Sunday, June 7, 2009

rose progress

The roses have been sadly neglected for some few years. This spring I've been lopping and pruning and scraping out the detritus to find the little tags from when they were planted, about 20 years ago.
The Dortmund and the Bourbon Queen are lovingly intertwined. Each throws out long runners like brambles, so until the flowers (which are quite distinct) appear, it can be difficult to determine which cluster of buds belongs to which set of stems.
But once the buds open, it's dead easy.

The Dortmund has clusters of small open flowers, deep red, not showy but plentiful. It keeps on flowering into November, at least here in Victoria.

The Bourbon Queen has, well, these. Big double flowers, with a scent that can pretty much fill a room.

I thought this might be a good year to do a rose map, with pictures of the flowers as each one blooms, and notes on how the plant is doing. Consider this the first notes toward that plan, and please excuse the quality of the pics. Mark's pics are the ones that are in focus and generally better. Mine are the others.




Next to the Bourbon Queen was the Ulrich Brunner. Note past tense, for to judge from the evidence, Ulrich was dragged down into the earth by teams of woodlice, which then spat back the bare stems, like graboids.

So the next surviving rose is the rugosa rubra, which has a few more blooms today than it did when this picture was taken. The evil caterpillars have been busy, but it's holding up well.

The Rosearie de la Haye and the Kazanlik next to it are leafy but have no sign of flowers or buds so far. The Kazanlik is probably 8 feet tall, but I can't recall what the flowers look like. If we get any, I'll post an update.
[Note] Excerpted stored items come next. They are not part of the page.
//! Soundscape layers.
//!
//! Each layer contributes additively to the master buffer: the
//! deterministic swell motion, the three stochastic transient voices, and
//! the filtered-noise ambience. Layers are independent until their
//! accumulation step, so they each draw from their own random stream.

pub mod ambient;
pub mod events;
pub mod swell;

pub use events::{render_events, EventVoice, GullCall, TidalPool, TransientEvent, WaveBreak};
But here's a bloom from the Rugosa rubra, this one not eaten by caterpillars.
My own mental category of 'rose' seems to be something close to this, an open flower like the wild roses that grew in the scrubby cleared fields when I was small, not the complex double flowers that I saw in gardens. Perhaps because the garden roses were always seen from a distance, never smelt and picked?





Sitting demurely below the towering Kazanlik is a little Blanc Double de Courbet, which Mark particularly likes for the startling whiteness of its blooms.
It's like the ghost of a flower.

We pass quickly over the Sir Clough, Ferdinand Pichard, and Jenny Duval, none flowering at present.




Until we reach Henry Hudson. The stems have toppled, I don't know why, perhaps trampled by dogs or cats, but the rose itself is healthy, and putting out nice open double flowers. The scent doesn't quite overpower the Bourbon Queen, but it might, if the plant itself were bigger.
Today I bought a plant-propper-upper thing, so if it works for Henry Hudson, I may be propping or restraining more of the roses.


Over to the other side of the yard past the path, and it's nowt but greenery. Buds on the Jacques Cartier (sending exploratory runners into Alain Blanchard's territory) and the Wenlock, but for flowers nowt, nowt.
Until Sir Walter Raleigh, throwing himself against the trellis to flower into the driveway. It took both Chris and me to nail the trellis up a couple of years ago, against Sir Walter's exuberance.

At least we have a rough map for the front yard, and tags for most of the roses (some are blank, now, with the action of weather and time). The back yard is going to be mostly guesswork, aided by the rule that the backyard is medieval, so the roses have to be from 1500 or earlier.